(Source: IBM)
Dalam konteks kecerdasan buatan (AI) yang terus berkembang, penting untuk memastikan bahwa implementasinya melampaui sekadar kemajuan teknis. Kita perlu berfokus pada pembangunan sistem AI yang mengedepankan etika dan akuntabilitas. Keberhasilan inisiatif AI tidak hanya diukur dari kinerja model secara teknis, melainkan juga dari seberapa dalam prinsip-prinsip etis AI tertanam dalam strategi, alur kerja, dan proses pengambilan keputusan organisasi.
Mengukur perilaku manusia yang berinteraksi dengan sistem AI adalah aspek krusial dalam menilai keberhasilan tata kelola AI. Metrik tersebut harus mencakup cara individu berinteraksi dengan AI dan bagaimana perilaku ini selaras dengan tujuan tata kelola. Pertanyaan penting yang harus diajukan adalah perilaku manusia apa yang sedang diukur terkait penggunaan AI, dan perilaku manusia apa yang ingin dilihat lebih banyak oleh klien dalam penggunaan AI. Hal ini menekankan perlunya fokus pada dimensi manusiawi dari AI, bukan hanya pada aspek teknisnya.
Pendekatan design thinking terbukti sangat efektif.

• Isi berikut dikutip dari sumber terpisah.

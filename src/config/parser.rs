use crate::config::types::Config;
use crate::config::validation::validate;
use crate::ConfigError;
use sha2::{Digest, Sha256};
use std::path::Path;

/// Loads and parses a configuration file from the given path
///
/// # Arguments
///
/// * `path` - Path to the TOML configuration file
///
/// # Returns
///
/// * `Ok(Config)` - Successfully loaded and validated configuration
/// * `Err(ConfigError)` - Failed to load, parse, or validate the configuration
///
/// # Example
///
/// ```no_run
/// use std::path::Path;
/// use dilbert_feed::config::load_config;
///
/// let config = load_config(Path::new("config.toml")).unwrap();
/// println!("Feed length: {}", config.feed.length);
/// ```
pub fn load_config(path: &Path) -> Result<Config, ConfigError> {
    let content = std::fs::read_to_string(path)?;
    parse_config(&content)
}

/// Parses and validates configuration from a TOML string
pub fn parse_config(content: &str) -> Result<Config, ConfigError> {
    let config: Config = toml::from_str(content)?;
    validate(&config)?;
    Ok(config)
}

/// Computes a SHA-256 fingerprint of the configuration file content
///
/// Logged at start-up so a run can be traced back to the exact settings it used.
pub fn compute_config_hash(path: &Path) -> Result<String, ConfigError> {
    let content = std::fs::read_to_string(path)?;
    let mut hasher = Sha256::new();
    hasher.update(content.as_bytes());
    Ok(hex::encode(hasher.finalize()))
}

/// Loads a configuration and returns both the config and its fingerprint
pub fn load_config_with_hash(path: &Path) -> Result<(Config, String), ConfigError> {
    let config = load_config(path)?;
    let hash = compute_config_hash(path)?;
    Ok((config, hash))
}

Metode ini, seperti yang digunakan oleh IBM AI Design Guild, membantu memastikan bahwa semua pemangku kepentingan yang relevan terutama para ahli domain terlibat sejak awal, contohnya keterlibatan ahli kepolisian dalam dewan tata kelola AI. Fungsi design thinking ini meliputi memastikan kehadiran orang yang tepat dalam diskusi, mengidentifikasi masalah inti yang ingin dipecahkan, memverifikasi ketersediaan dan pemahaman data yang benar sesuai dengan perspektif ahli domain, menentukan prinsip-prinsip AI taktis yang harus tercermin dalam sistem untuk membangun kepercayaan publik, menetapkan persyaratan fungsional dan non-fungsional untuk mewujudkan prinsip-prinsip tersebut, mengidentifikasi efek yang tidak diinginkan dari model AI, merancang mitigasi risiko yang disengaja, mengidentifikasi semua persona yang perlu dilayani oleh sistem, serta mengomunikasikan dengan jelas tentang penggunaan AI yang dimaksudkan dan tidak dimaksudkan.
Keberhasilan tata kelola AI juga diukur dari apakah karyawan yang menggunakan AI benar-benar memahami risiko, sifat data, bias, dan dampak AI yang berbeda. Penting untuk mengetahui apakah mereka memahami arti bertanggung jawab, dan apakah mereka diukur dengan cara yang mendorong akuntabilitas tersebut. Seringkali, karyawan didorong menggunakan AI demi produktivitas, namun tidak diukur berdasarkan hasil yang bertanggung jawab, bahkan terkadang dihukum karena mempertanyakan AI. Oleh karena itu, metrik harus mencerminkan insentif bagi individu agar bertindak sebagai konsumen AI yang kritis, membantu melatih AI, atau setidaknya memberitahu pihak lain untuk mendorong hasil yang lebih bertanggung jawab.
Fungsi utama metrik tata kelola AI adalah untuk membangun kepercayaan. Kepercayaan ini tercipta melalui budaya yang mengutamakan kerendahan hati, inklusivitas, keamanan psikologis, dan melibatkan individu dengan beragam pengalaman hidup. Hasilnya, tim akan memiliki bahasa yang jelas untuk mengomunikasikan hal-hal yang perlu dikembangkan atau diperoleh demi mengelola solusi AI secara bertanggung jawab.